------ Material shown

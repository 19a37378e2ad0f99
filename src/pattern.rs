// SPDX-FileCopyrightText: 2025 Jason Pena <jasonpena@awkless.com>
// SPDX-License-Identifier: MIT

//! Ignore pattern compiler.
//!
//! Biome ignore files use the same pattern syntax as gitignore. Each line is
//! compiled into a [`Pattern`] by translating its glob syntax into an anchored
//! regular expression.
//!
//! # Rule Sets
//!
//! An ordered sequence of patterns forms a rule set. The __last__ pattern that
//! matches a path governs it: a negated pattern includes the path, any other
//! pattern excludes it, and a path that nothing matches is included. Excluding
//! a directory excludes its entire subtree, so a file cannot be re-included if
//! one of its parent directories is excluded.
//!
//! # Pitfalls
//!
//! Lines that fail to compile (bad encoding, malformed character classes,
//! unterminated brackets) are not reported. They become inert patterns that
//! match nothing, which means that a typo in an ignore file silently ignores
//! nothing rather than aborting a push.
//!
//! # See Also
//!
//! - [gitignore pattern format](https://git-scm.com/docs/gitignore#_pattern_format)

use crate::tree::EntryKind;

use regex::Regex;
use std::{
    fmt::{Display, Formatter, Result as FmtResult},
    fs::read,
    io::ErrorKind,
    path::{Path, PathBuf},
};
use tracing::debug;

/// Compiled ignore pattern.
///
/// The default value is inert, i.e., it never matches anything.
#[derive(Clone, Debug, Default)]
pub struct Pattern {
    regex: Option<Regex>,
    line: String,
    negated: bool,
    dir_only: bool,
}

impl Pattern {
    /// Compile a single line of an ignore file.
    ///
    /// Comments, blank lines, and lines with syntax errors compile into an
    /// inert pattern.
    pub fn parse(line: &str) -> Self {
        if line.starts_with('#') {
            return Self::default();
        }

        let line = trim_right(line);
        if line.is_empty() {
            return Self::default();
        }

        let source = line;
        let mut line = match line.strip_prefix('\\') {
            Some(rest) if rest.starts_with('#') => rest,
            _ => line,
        };

        let mut negated = false;
        if let Some(rest) = line.strip_prefix('!') {
            negated = true;
            line = rest;
        } else if line.starts_with("\\!") {
            line = &line[1..];
        }

        let mut rooted = false;
        if let Some(rest) = line.strip_prefix('/') {
            rooted = true;
            line = rest;
        }

        let mut dir_only = false;
        if let Some(rest) = line.strip_suffix('/') {
            dir_only = true;
            line = rest;
        }

        let Some(tokens) = lex(line).filter(|tokens| !tokens.is_empty()) else {
            return Self::default();
        };

        let mut tokens = tokens.as_slice();
        if let [Token::DoubleStar, rest @ ..] = tokens {
            // INVARIANT: A leading `**/` matches at any depth, so it undoes rooting.
            rooted = false;
            tokens = rest;
        } else if !rooted {
            rooted = tokens
                .iter()
                .any(|token| matches!(token, Token::Literal(lit) if lit.contains('/')));
        }

        let mut prefix = false;
        if let [rest @ .., Token::DoubleStar] = tokens {
            prefix = true;
            tokens = rest;
        }

        let mut expr = String::from(if rooted { "^" } else { "(?:^|.*/)" });
        for token in tokens {
            match token {
                Token::Literal(lit) => expr.push_str(&regex::escape(lit)),
                Token::Star => expr.push_str("[^/]*"),
                Token::QuestionMark => expr.push_str("[^/]"),
                Token::DoubleStar => expr.push_str("(?:.+/)?"),
                Token::Class(class) => {
                    if translate_class(&mut expr, class).is_none() {
                        debug!("malformed character class {class:?} in {source:?}");
                        return Self::default();
                    }
                }
            }
        }

        if !prefix {
            expr.push('$');
        }

        match Regex::new(&expr) {
            Ok(regex) => Self {
                regex: Some(regex),
                line: source.into(),
                negated,
                dir_only,
            },
            Err(error) => {
                debug!("pattern {source:?} compiled to bad expression {expr:?}: {error}");
                Self::default()
            }
        }
    }

    /// Compile a single line of raw bytes.
    ///
    /// Lines that are not valid UTF-8 compile into an inert pattern.
    pub fn parse_bytes(line: &[u8]) -> Self {
        std::str::from_utf8(line)
            .map(Self::parse)
            .unwrap_or_default()
    }

    /// Check if pattern can match anything at all.
    pub fn is_valid(&self) -> bool {
        self.regex.is_some()
    }

    /// Check if pattern re-includes what it matches.
    pub fn is_negated(&self) -> bool {
        self.negated
    }

    /// Check if pattern only applies to directories.
    pub fn is_dir_only(&self) -> bool {
        self.dir_only
    }

    /// Source line of pattern with trailing whitespace removed.
    pub fn as_str(&self) -> &str {
        self.line.as_str()
    }

    /// Match slash-separated relative path of an entry.
    ///
    /// Always false for inert patterns, for directory-only patterns given a
    /// non-directory, and for paths that are empty, rooted, end in a slash, or
    /// contain empty, `.`, or `..` elements.
    pub fn matches(&self, path: &str, kind: EntryKind) -> bool {
        let Some(regex) = &self.regex else {
            return false;
        };

        (kind == EntryKind::Directory || !self.dir_only)
            && is_valid_path(path)
            && regex.is_match(path)
    }

    #[cfg(test)]
    pub(crate) fn expr(&self) -> &str {
        self.regex.as_ref().map(Regex::as_str).unwrap_or_default()
    }
}

impl Display for Pattern {
    fn fmt(&self, fmt: &mut Formatter<'_>) -> FmtResult {
        fmt.write_str(self.as_str())
    }
}

/// Governing pattern of a path in rule set.
///
/// Returns the last pattern that matches, if any.
pub fn last_match<'p>(patterns: &'p [Pattern], path: &str, kind: EntryKind) -> Option<&'p Pattern> {
    patterns.iter().rev().find(|pattern| pattern.matches(path, kind))
}

/// Check if rule set excludes a path.
pub fn is_excluded(patterns: &[Pattern], path: &str, kind: EntryKind) -> bool {
    last_match(patterns, path, kind).is_some_and(|pattern| !pattern.is_negated())
}

/// Compile each line of ignore file content.
///
/// Inert lines are dropped.
pub fn parse_lines(data: &[u8]) -> Vec<Pattern> {
    data.split(|&byte| byte == b'\n')
        .map(Pattern::parse_bytes)
        .filter(Pattern::is_valid)
        .collect()
}

/// Compile ignore files in order.
///
/// Missing files are skipped.
///
/// # Errors
///
/// - Return [`PatternError::ReadIgnoreFile`] if an existing ignore file
///   cannot be read.
pub fn parse_files(paths: impl IntoIterator<Item = impl AsRef<Path>>) -> Result<Vec<Pattern>> {
    let mut patterns = Vec::new();
    for path in paths {
        let path = path.as_ref();
        match read(path) {
            Ok(data) => {
                debug!("read ignore rules from {:?}", path.display());
                patterns.extend(parse_lines(&data));
            }
            Err(error) if error.kind() == ErrorKind::NotFound => continue,
            Err(error) => {
                return Err(PatternError::ReadIgnoreFile {
                    source: error,
                    path: path.into(),
                })
            }
        }
    }

    Ok(patterns)
}

fn is_valid_path(path: &str) -> bool {
    !path.is_empty()
        && path
            .split('/')
            .all(|elem| !elem.is_empty() && elem != "." && elem != "..")
}

/// Remove trailing whitespace unless it is escaped by a backslash.
fn trim_right(line: &str) -> &str {
    let mut prev_end = line.len();
    for (idx, c) in line.char_indices().rev() {
        let end = idx + c.len_utf8();
        if c == '\\' {
            return &line[..prev_end];
        }

        if !c.is_whitespace() {
            return &line[..end];
        }

        prev_end = end;
    }

    ""
}

#[derive(Clone, Copy, Debug, PartialEq, Eq)]
enum Token<'a> {
    Literal(&'a str),
    Star,
    DoubleStar,
    QuestionMark,
    Class(&'a str),
}

fn push_literal<'a>(tokens: &mut Vec<Token<'a>>, lit: &'a str) {
    if !lit.is_empty() {
        tokens.push(Token::Literal(lit));
    }
}

/// Split pattern into tokens.
///
/// Returns `None` on an unterminated character class.
fn lex(pattern: &str) -> Option<Vec<Token<'_>>> {
    let mut tokens = Vec::new();
    let mut pos = 0;
    let mut literal_start = 0;

    loop {
        // INVARIANT: `pos` sits at the start of a path component here.
        let rest = &pattern[pos..];
        if rest.starts_with("**/") {
            push_literal(&mut tokens, &pattern[literal_start..pos]);
            tokens.push(Token::DoubleStar);
            pos += 3;
            literal_start = pos;
            continue;
        }

        if rest == "**" {
            push_literal(&mut tokens, &pattern[literal_start..pos]);
            tokens.push(Token::DoubleStar);
            return Some(tokens);
        }

        loop {
            let before = pos;
            let Some(c) = pattern[pos..].chars().next() else {
                push_literal(&mut tokens, &pattern[literal_start..]);
                return Some(tokens);
            };
            pos += c.len_utf8();

            match c {
                '/' => break,
                '*' => {
                    push_literal(&mut tokens, &pattern[literal_start..before]);
                    tokens.push(Token::Star);
                    literal_start = pos;
                }
                '?' => {
                    push_literal(&mut tokens, &pattern[literal_start..before]);
                    tokens.push(Token::QuestionMark);
                    literal_start = pos;
                }
                '[' => {
                    push_literal(&mut tokens, &pattern[literal_start..before]);
                    if pattern[pos..].starts_with('!') {
                        pos += 1;
                    }

                    // INVARIANT: A `]` right after the opening bracket is a member.
                    let mut first = true;
                    loop {
                        let c = pattern[pos..].chars().next()?;
                        pos += c.len_utf8();
                        if c == '/' {
                            return None;
                        }

                        if !first && c == ']' {
                            break;
                        }
                        first = false;
                    }

                    tokens.push(Token::Class(&pattern[before..pos]));
                    literal_start = pos;
                }
                '\\' => {
                    push_literal(&mut tokens, &pattern[literal_start..before]);
                    literal_start = pos;
                    let Some(escaped) = pattern[pos..].chars().next() else {
                        // Trailing backslash stands for itself.
                        tokens.push(Token::Literal("\\"));
                        return Some(tokens);
                    };
                    pos += escaped.len_utf8();
                    if escaped == '/' {
                        break;
                    }
                }
                _ => {}
            }
        }
    }
}

/// Translate glob character class into a regular expression class.
///
/// Returns `None` if the class is malformed.
fn translate_class(expr: &mut String, class: &str) -> Option<()> {
    let mut chars = class[1..class.len() - 1].chars().peekable();
    let negated = chars.next_if_eq(&'!').is_some();
    let mut items: Vec<(char, char)> = Vec::new();
    let mut prev: Option<char> = None;

    if let Some(c) = chars.next_if(|c| matches!(c, '^' | '[' | '-')) {
        items.push((c, c));
        prev = Some(c);
    }

    while let Some(c) = chars.next() {
        if c != '-' {
            items.push((c, c));
            prev = Some(c);
            continue;
        }

        // INVARIANT: Hyphens that cannot form a range stand for themselves,
        // i.e., a trailing hyphen or one right after another range.
        let (Some(start), Some(&end)) = (prev, chars.peek()) else {
            items.push(('-', '-'));
            prev = Some('-');
            continue;
        };
        chars.next();

        if start > end {
            return None;
        }

        items.pop();
        prev = None;
        if !negated && start <= '/' && '/' <= end {
            // INVARIANT: A class never matches the path separator.
            if start < '/' {
                items.push((start, '.'));
            }
            if end > '/' {
                items.push(('0', end));
            }
        } else {
            items.push((start, end));
        }
    }

    expr.push('[');
    if negated {
        expr.push('^');
    }

    for (low, high) in items {
        push_class_char(expr, low);
        if low != high {
            expr.push('-');
            push_class_char(expr, high);
        }
    }

    if negated {
        expr.push('/');
    }
    expr.push(']');

    Some(())
}

fn push_class_char(expr: &mut String, c: char) {
    if matches!(
        c,
        '\\' | '.' | '+' | '*' | '?' | '(' | ')' | '|' | '[' | ']' | '{' | '}' | '^' | '$' | '#'
            | '&' | '-' | '~'
    ) {
        expr.push('\\');
    }
    expr.push(c);
}

/// Ignore pattern error types.
#[derive(Debug, thiserror::Error)]
pub enum PatternError {
    /// Existing ignore file cannot be read.
    #[error("failed to read ignore file at {:?}", path.display())]
    ReadIgnoreFile {
        #[source]
        source: std::io::Error,
        path: PathBuf,
    },
}

/// Friendly result alias :3
pub type Result<T, E = PatternError> = std::result::Result<T, E>;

------------

[Your assignment]:
Using the entries above, tally how many lines have the word "that" in them; write the number and nothing more.

[Response box]:
9